Species of flowering plant

Pachystegia insignis is a species of flowering plants in the family Asteraceae. It is endemic to New Zealand.

== Taxonomy ==

The species was first described by Joseph Dalton Hooker in 1855, who named the species Olearia insignis. It was recognised as a member of the genus Pachystegia by Thomas Frederic Cheeseman, whose description was posthumously published in the Manual of the New Zealand Flora (second edition) in 1925.

==Description==

Cheeseman described the species as follows:

A low robust spreading shrub 1–6 ft. high, rarely more; branches stout, densely tomentose. Leaves crowded at the ends of the branches, 3–7 in. long, 1–4 in. broad, oblong or oblong-ovate or narrow-obovate, obtuse, equal or unequal at the base, quite entire, excessively thick and coriaceous, glabrous and shining above, under-surface thickly clothed with white appressed tomentum, becoming fulvous or red when dry, veins evident on both surfaces; petiole 4-2in. long, stout.
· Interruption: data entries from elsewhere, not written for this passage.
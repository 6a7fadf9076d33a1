//! Bulk Processors
//!
//! Orders carrying more than five processors get half the price of the cheapest processor taken
//! off the total. Only one processor's discount, however many exceed the threshold.

use decimal_percentage::Percentage;
use rusty_money::Money;
use tracing::debug;

use crate::{
    discounts::percent_of_minor,
    items::{Category, cheapest_price_of, count_of},
    orders::Order,
    promotions::{Pipeline, Promotion, PromotionError},
};

/// Orders must carry strictly more than this many processors to qualify.
const QUALIFYING_COUNT: usize = 5;

pub(crate) fn apply<'a>(
    order: &Order<'a>,
    pipeline: &mut Pipeline<'a>,
) -> Result<(), PromotionError> {
    if count_of(order.items(), Category::Processor) <= QUALIFYING_COUNT {
        return Ok(());
    }

    // The count check guarantees at least one processor is present.
    let Some(cheapest) = cheapest_price_of(order.items(), Category::Processor) else {
        return Ok(());
    };

    let half = percent_of_minor(&Percentage::from(0.5), cheapest.to_minor_units())?;
    let amount = Money::from_minor(half, cheapest.currency());

    debug!(%amount, "bulk processor discount applied");

    pipeline.discount(Promotion::BulkProcessors, amount)
}
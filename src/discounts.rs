//! Discounts

use decimal_percentage::Percentage;
use rust_decimal::{
    Decimal, RoundingStrategy,
    prelude::{FromPrimitive, ToPrimitive},
};
use thiserror::Error;

/// Errors specific to discount arithmetic.
#[derive(Debug, Error, PartialEq, Eq)]
pub enum DiscountError {
    /// Percentage calculation could not be safely converted.
    #[error("percentage conversion overflowed or was not finite")]
    PercentConversion,
}

/// Calculate a percentage of an amount in minor units.
///
/// Midpoints round away from zero, so half of an odd minor amount rounds up.
///
/// # Errors
///
/// Returns [`DiscountError::PercentConversion`] if the calculation cannot be safely represented
/// in minor units.
pub fn percent_of_minor(percent: &Percentage, minor: i64) -> Result<i64, DiscountError> {
    let minor = Decimal::from_i64(minor).ok_or(DiscountError::PercentConversion)?;

    ((*percent) * Decimal::ONE) // the percentage crate doesn't expose the underlying Decimal
        .checked_mul(minor)
        .ok_or(DiscountError::PercentConversion)?
        .round_dp_with_strategy(0, RoundingStrategy::MidpointAwayFromZero)
        .to_i64()
        .ok_or(DiscountError::PercentConversion)
}

#[cfg(test)]
mod tests {
    use testresult::TestResult;

    use super::*;

    #[test]
    fn percent_of_minor_calculates_correctly() -> TestResult {
        let percent = Percentage::from(0.25);
        let result = percent_of_minor(&percent, 200)?;

        assert_eq!(result, 50);

        Ok(())
    }

    #[test]
    fn percent_of_minor_rounds_midpoints_away_from_zero() -> TestResult {
        // Half of 501 is 250.5, which rounds to 251.
        assert_eq!(percent_of_minor(&Percentage::from(0.5), 501)?, 251);

        // Ten percent of 100,005 is 10,000.5, which rounds to 10,001.
        assert_eq!(percent_of_minor(&Percentage::from(0.1), 100_005)?, 10_001);

        Ok(())
    }

    #[test]
    fn percent_of_minor_overflow_returns_error() {
        let percent = Percentage::from(2.0);
        let result = percent_of_minor(&percent, i64::MAX);

        assert!(matches!(result, Err(DiscountError::PercentConversion)));
    }

    #[test]
    fn percent_of_minor_underflow_returns_error() {
        let percent = Percentage::from(2.0);
        let result = percent_of_minor(&percent, i64::MIN);

        assert!(matches!(result, Err(DiscountError::PercentConversion)));
    }
}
Peduncles 1–5 at the ends of the branches, 4–12 in. long, stout, evenly tomentose, naked or with a few foliaceous bracts immediately below the head. Head large, hemispherical, 2-3in. diam.; involucral scales imbricated in many series, tomentose. Ray-florets very numerous; ligules narrow, white. Disc-florets yellow. Pappus of one series of equal scabrid hairs thickened at the tips. Achenes long and slender, silky.